WHAT YOU ARE ASKED TO DO. Reproduce the first line of the entries that follow and each later line, word for word, ending with the one containing "use crate::resolver::engine::LocatorResolver;".
==== INFORMATION PROVIDED
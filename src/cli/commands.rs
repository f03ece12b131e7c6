use std::error::Error;
use std::path::Path;
use std::sync::Arc;

use tracing::{debug, info};

use crate::browser::page::LivePage;
use crate::browser::session::BrowserSession;
use crate::capture_page;
use crate::cli::config::AppConfig;
use crate::context::EngineContext;
use crate::embedding::{EmbeddingService, HashedNgramEmbedder, OllamaEmbedder};
use crate::record::ingest::{
    ExternalElement, KeywordIntentClassifier, VisionElement, ingest_vision, parse_vision_lines, register_external,
};
use crate::record::naming::normalize_page_name;
use crate::report::console::format_console_report;
use crate::report::report_model::TestSuiteReport;
use crate::resolver::engine::LocatorResolver;
use crate::resolver::strategy::ActionKind;
use crate::spec::runner::TestRunner;
use crate::spec::spec_model::TestSpec;
use crate::store::{ElementStore, JsonFileStore};
use crate::trace::logger::TraceLogger;

// ============================================================================
// Engine wiring
// ============================================================================

/// Build the engine context described by `config`.
pub fn build_context(config: &AppConfig) -> Result<EngineContext, Box<dyn Error>> {
    config.validate()?;

    let store: Arc<dyn ElementStore> = Arc::new(JsonFileStore::open(&config.store.path)?);
    let embedder = build_embedder(config);
    let tracer = match &config.trace.path {
        Some(path) => TraceLogger::new(path),
        None => TraceLogger::disabled(),
    };

    Ok(EngineContext::new(store, embedder)
        .with_settings(config.engine_settings())
        .with_tracer(tracer))
}

/// Pick the embedding backend named in config.
pub fn build_embedder(config: &AppConfig) -> Arc<dyn EmbeddingService> {
    match config.embedding.backend.as_str() {
        "ollama" => Arc::new(OllamaEmbedder::new(
            config.embedding.endpoint_or_default(),
            config.embedding.model_or_default(),
            config.embedding.dimension,
        )),
        _ => Arc::new(HashedNgramEmbedder::new(config.embedding.dimension)),
    }
}

fn launch_browser(config: &AppConfig) -> Result<BrowserSession, Box<dyn Error>> {
    Ok(BrowserSession::launch(&config.browser.server_script, config.browser.headless)?)
}

// ============================================================================
// ingest subcommand
// ============================================================================

/// Store vision output for a page. Returns the number of records written.
pub fn cmd_ingest(ctx: &EngineContext, page: &str, file: &str) -> Result<usize, Box<dyn Error>> {
    let content = std::fs::read_to_string(file)?;
    let elements = load_vision_elements(&content)?;
    let page_name = normalize_page_name(page);

    let records = ingest_vision(&page_name, &elements, &KeywordIntentClassifier);
    let count = records.len();
    ctx.store.upsert_many(records)?;

    println!("Stored {} elements for page '{}'", count, page_name);
    Ok(count)
}

/// Vision output is either a JSON array or `label - type - intent` lines.
pub fn load_vision_elements(content: &str) -> Result<Vec<VisionElement>, Box<dyn Error>> {
    if content.trim_start().starts_with('[') {
        Ok(serde_json::from_str(content)?)
    } else {
        Ok(parse_vision_lines(content))
    }
}

// ============================================================================
// register subcommand
// ============================================================================

pub fn cmd_register(ctx: &EngineContext, mut input: ExternalElement) -> Result<String, Box<dyn Error>> {
    input.page_name = normalize_page_name(&input.page_name);
    let record = register_external(&input, &KeywordIntentClassifier);
    let name = record.unique_name.clone();
    ctx.store.upsert(record)?;

    println!("Registered '{}'", name);
    Ok(name)
}

// ============================================================================
// enrich subcommand
// ============================================================================

pub fn cmd_enrich(
    ctx: &EngineContext,
    config: &AppConfig,
    url: &str,
    page: Option<&str>,
) -> Result<(), Box<dyn Error>> {
    let page_name = normalize_page_name(page.unwrap_or(url));
    let mut session = launch_browser(config)?;
    session.navigate(url)?;

    let report = capture_page(ctx, &mut session, &page_name)?;
    session.quit()?;

    println!(
        "Page '{}': {} matched, {} unmatched, {} external skipped, {} already matched",
        page_name,
        report.matched_count(),
        report.unmatched_count(),
        report.skipped_external,
        report.skipped_already_matched
    );
    for record in &report.matched {
        println!("  + {}", record.unique_name);
    }
    for unmatched in &report.unmatched {
        match unmatched.best_score {
            Some(score) => println!("  - {} (best {:.3})", unmatched.unique_name, score),
            None => println!("  - {}", unmatched.unique_name),
        }
    }
    Ok(())
}

// ============================================================================
// resolve subcommand
// ============================================================================

pub fn cmd_resolve(
    ctx: &EngineContext,
    config: &AppConfig,
    url: &str,
    name: &str,
    action: &str,
    value: Option<&str>,
) -> Result<(), Box<dyn Error>> {
    let action = parse_action(action)?;
    let mut session = launch_browser(config)?;
    session.navigate(url)?;

    let resolver = LocatorResolver::new(ctx);
    {
        let mut handle = resolver.resolve(name, &mut session, action)?;
        println!(
            "{} -> {} via {}{}",
            name,
            handle.locator,
            handle.strategy.as_str(),
            handle
                .healed_to
                .as_deref()
                .map(|h| format!(" (healed to {})", h))
                .unwrap_or_default()
        );
        match action {
            ActionKind::Click => handle.click()?,
            ActionKind::Fill => handle.fill(value.unwrap_or_default())?,
            ActionKind::Assert => {}
        }
    }

    session.quit()?;
    Ok(())
}

pub fn parse_action(action: &str) -> Result<ActionKind, Box<dyn Error>> {
    match action.to_lowercase().as_str() {
        "click" => Ok(ActionKind::Click),
        "fill" => Ok(ActionKind::Fill),
        "assert" => Ok(ActionKind::Assert),
        other => Err(format!("unknown action '{}' (expected click, fill or assert)", other).into()),
    }
}

// ============================================================================
// list subcommand
// ============================================================================

pub fn cmd_list(ctx: &EngineContext, page: &str) -> Result<(), Box<dyn Error>> {
    let records = ctx.store.get_by_page(&normalize_page_name(page))?;
    println!("{}", serde_json::to_string_pretty(&records)?);
    Ok(())
}

// ============================================================================
// run subcommand
// ============================================================================

/// Run scenario specs and return whether all passed.
pub fn cmd_run(
    ctx: &EngineContext,
    config: &AppConfig,
    spec_path: &str,
    output: Option<&str>,
) -> Result<bool, Box<dyn Error>> {
    let specs = load_specs(spec_path)?;

    if specs.is_empty() {
        eprintln!("No test specs found at: {}", spec_path);
        return Ok(true);
    }
    info!(count = specs.len(), "running test specs");

    let mut session = launch_browser(config)?;
    let resolver = LocatorResolver::new(ctx);
    let start = std::time::Instant::now();

    let mut results = Vec::new();
    for spec in &specs {
        debug!(spec = %spec.name, "running");
        results.push(TestRunner::run(spec, &mut session, &resolver));
    }

    let duration = start.elapsed().as_millis();
    session.quit()?;

    let report = TestSuiteReport::from_results("CLI Run", results).with_duration(duration);
    let all_passed = report.all_passed();
    let output_content = format_console_report(&report);

    match output {
        Some(path) => std::fs::write(path, &output_content)?,
        None => print!("{}", output_content),
    }

    Ok(all_passed)
}

/// Load test specs from a single YAML file or a directory of YAML files.
pub fn load_specs(path: &str) -> Result<Vec<TestSpec>, Box<dyn Error>> {
    let metadata = std::fs::metadata(path)?;
    if metadata.is_dir() {
        let mut specs = Vec::new();
        for entry in std::fs::read_dir(path)? {
            let p = entry?.path();
            if is_yaml(&p) {
                let content = std::fs::read_to_string(&p)?;
                specs.push(serde_yaml::from_str::<TestSpec>(&content)?);
            }
        }
        specs.sort_by(|a, b| a.name.cmp(&b.name));
        Ok(specs)
    } else {
        let content = std::fs::read_to_string(path)?;
        Ok(vec![serde_yaml::from_str(&content)?])
    }
}

fn is_yaml(path: &Path) -> bool {
    path.extension().is_some_and(|e| e == "yaml" || e == "yml")
}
========
SOLUTION FOR THIS EXERCISE.
filename src/cli/commands.rs
repository f03ece12b131e7c6
use std::error::Error;
use std::path::Path;
use std::sync::Arc;

use tracing::{debug, info};

use crate::browser::page::LivePage;
use crate::browser::session::BrowserSession;
use crate::capture_page;
use crate::cli::config::AppConfig;
use crate::context::EngineContext;
use crate::embedding::{EmbeddingService, HashedNgramEmbedder, OllamaEmbedder};
use crate::record::ingest::{
    ExternalElement, KeywordIntentClassifier, VisionElement, ingest_vision, parse_vision_lines, register_external,
};
use crate::record::naming::normalize_page_name;
use crate::report::console::format_console_report;
use crate::report::report_model::TestSuiteReport;
use crate::resolver::engine::LocatorResolver;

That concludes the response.